Bye-bye alla Brexit di Halloween. Boris Johnson non può più mantenere la sua promessa: «Uscire dalla Ue il 31 ottobre o morire». E ora che mancano 8 giorni e la Brexit sembra impossibile che si faccia entro la notte delle streghe, il primo ministro inglese, piuttosto che morire, sventola la minaccia di elezioni anticipate. Da tenersi anche prima di Natale. Ma prima «straccerò l'accordo con la Ue», avverte. Anzi no, si corregge dopo il voto del Parlamento: «Lo metterò da parte, per ora», dice, lasciando trapelare che anche lui, in fondo, sarebbe disposto a un rinvio breve.
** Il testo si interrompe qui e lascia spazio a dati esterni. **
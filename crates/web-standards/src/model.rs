use std::fmt;

use serde::{Deserialize, Serialize};

use mcp_common::mcp_api::{CssFeatureKind, SpecSummary};

/// Standards body publishing a specification.
#[derive(Debug, Clone, Copy, PartialEq, Eq, Serialize, Deserialize)]
pub enum Organization {
    #[serde(rename = "W3C")]
    W3c,
    #[serde(rename = "WHATWG")]
    Whatwg,
    #[serde(rename = "IETF")]
    Ietf,
    #[serde(rename = "Ecma International")]
    Ecma,
    #[serde(rename = "Khronos Group")]
    Khronos,
    #[serde(rename = "Alliance for Open Media")]
    Aom,
    #[serde(rename = "Unicode Consortium")]
    Unicode,
    #[serde(rename = "ISO/IEC")]
    IsoIec,
    #[serde(rename = "FIDO Alliance")]
    Fido,
}

impl Organization {
    pub fn as_str(self) -> &'static str {
        match self {
            Self::W3c => "W3C",
            Self::Whatwg => "WHATWG",
            Self::Ietf => "IETF",
            Self::Ecma => "Ecma International",
            Self::Khronos => "Khronos Group",
            Self::Aom => "Alliance for Open Media",
            Self::Unicode => "Unicode Consortium",
            Self::IsoIec => "ISO/IEC",
            Self::Fido => "FIDO Alliance",
        }
    }
}

impl fmt::Display for Organization {
    fn fmt(&self, f: &mut fmt::Formatter<'_>) -> fmt::Result {
        f.write_str(self.as_str())
    }
}

/// Family of versioned specifications, e.g. "service-workers" grouping "service-workers-1".
#[derive(Debug, Clone, PartialEq, Eq)]
pub struct Series {
    pub shortname: String,
    /// Shortname of the level the series currently points at, when known.
    pub current_specification: Option<String>,
}

/// A single specification from the bundled listing.
#[derive(Debug, Clone, PartialEq)]
pub struct SpecRecord {
    /// Unique key, e.g. "fetch", "css-flexbox-1"
    pub shortname: String,
    pub title: String,
    /// Canonical URL (release when published, otherwise nightly)
    pub url: String,
    pub nightly_url: Option<String>,
    pub abstract_text: Option<String>,
    pub organization: Organization,
    /// Maturity, e.g. "Living Standard", "Working Draft"
    pub status: Option<String>,
    pub series: Option<Series>,
    pub categories: Vec<String>,
}

impl SpecRecord {
    pub fn series_shortname(&self) -> Option<&str> {
        self.series.as_ref().map(|s| s.shortname.as_str())
    }

    /// The only place a record is projected to its summary form.
    pub fn summary(&self) -> SpecSummary {
        SpecSummary {
            shortname: self.shortname.clone(),
            title: self.title.clone(),
            url: self.url.clone(),
            nightly_url: self.nightly_url.clone(),
            organization: self.organization.to_string(),
            status: self.status.clone(),
            categories: self.categories.clone(),
        }
    }
}

/// A row from one of the CSS tables (property, at-rule, selector or value).
#[derive(Debug, Clone, PartialEq)]
pub struct CssEntry {
    pub name: String,
    pub kind: CssFeatureKind,
    pub href: Option<String>,
    /// Value grammar, e.g. "row | row-reverse | column | column-reverse"
    pub syntax: Option<String>,
    pub initial: Option<String>,
    pub inherited: Option<String>,
    pub applies_to: Option<String>,
}

/// An element defined by a markup specification.
#[derive(Debug, Clone, PartialEq)]
pub struct ElementEntry {
    pub name: String,
    /// DOM interface, e.g. "HTMLVideoElement"
    pub interface: Option<String>,
    pub href: Option<String>,
}

/// The four bundled collections.
#[derive(Debug, Clone, Copy, PartialEq, Eq)]
pub enum Dataset {
    Specifications,
    WebIdl,
    Css,
    Elements,
}

impl fmt::Display for Dataset {
    fn fmt(&self, f: &mut fmt::Formatter<'_>) -> fmt::Result {
        f.write_str(match self {
            Self::Specifications => "specifications",
            Self::WebIdl => "webidl",
            Self::Css => "css",
            Self::Elements => "elements",
        })
    }
}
Johnson va al contrattacco dopo essere stato fermato dal Parlamento in un'altra giornata di ordinaria battaglia a Westminster. I deputati hanno rigettato la sua richiesta di arrivare in tre giorni, entro giovedì, al via libera del pacchetto legislativo di attuazione del suo accordo con la Ue. Troppo poco il tempo per passare al setaccio quei contenuti, hanno stabilito i parlamentari, con 322 voti contrari e 308 a favore, rigettando la mozione del governo che imponeva lo sprint. Il paradosso è che, poco prima, l'Aula ha invece dato la propria benedizione, in linea di principio, al pacchetto legislativo sull'accordo, con 329 sì e 299 no. Un successo per Johnson alla prima prova, seppur generica, sull'intesa con la Ue, che per essere approvata necessita di una maggioranza di 320 deputati. Lui ne ha avuti 9 di più. E si rallegra del fatto «che per la prima volta in questa saga, la Camera ha accettato le sue responsabilità e abbracciato il deal».
Il Withdrawal Agreement Bill, 110 pagine accompagnate da altre 124 pagine di note esplicative, è stato pubblicato appena 17 ore prima del voto dell'Aula con cui l'esecutivo intendeva imporre il calendario, tre giorni frenetici, per arrivare alla scadenza di giovedì, entro la quale la Brexit di Halloween non è più possibile. Un pacchetto legislativo di questo genere e portata hanno obiettato i deputati di opposizione e i ribelli tory richiederebbe almeno otto settimane di controllo accurato. «Ridicolo che le cose vengano fatto così», spiega il leader del Labour Jeremy Corbyn, pronto ad allungare i tempi e soprattutto a modificare i contenuti dell'accordo con la Ue con emendamenti che potrebbero snaturarlo.
Ma BoJo, che pure già aveva detto «meglio morto in un fosso che il rinvio», rilancia: se non è la mia Brexit di Halloween, sarà il voto. «In nessun modo permetterò che questa vicenda vada avanti per mesi». Un'ostinazione che è un guanto di sfida all'opposizione, visto che per arrivare a elezioni anticipate è necessario il via libera dei due terzi del Parlamento, 434 deputati.
È chiaro che ormai tutto va verso un rinvio della Brexit. Anche se Boris promette di telefonare immediatamente ai rappresentanti europei per dire che lui una proroga non la vuole, nonostante sia stato costretto a chiederla a causa del Benn Act. Il premier vuole tenere l'arma del no deal sul tavolo per fare pressing sui deputati. Se il rinvio sarà breve o lungo è da vedere. Perché intanto pare che il primo ministro abbia un piano B. Cercare un rinvio breve in modo da tentare comunque, entro metà novembre, di far passare il suo accordo. Ma Bruxelles si pronuncerà solo quando da Londra arriveranno segnali chiari.
E se anche Jean-Claude Juncker si dice stufo - «parlare così spesso di Brexit è una perdita di tempo ed energie» Donald Tusk tiene le porte aperte, come vuole Angela Merkel: «Una Brexit senza accordo non sarà mai una nostra decisione». Il bivio a questo punto è tra rinvio breve o lungo.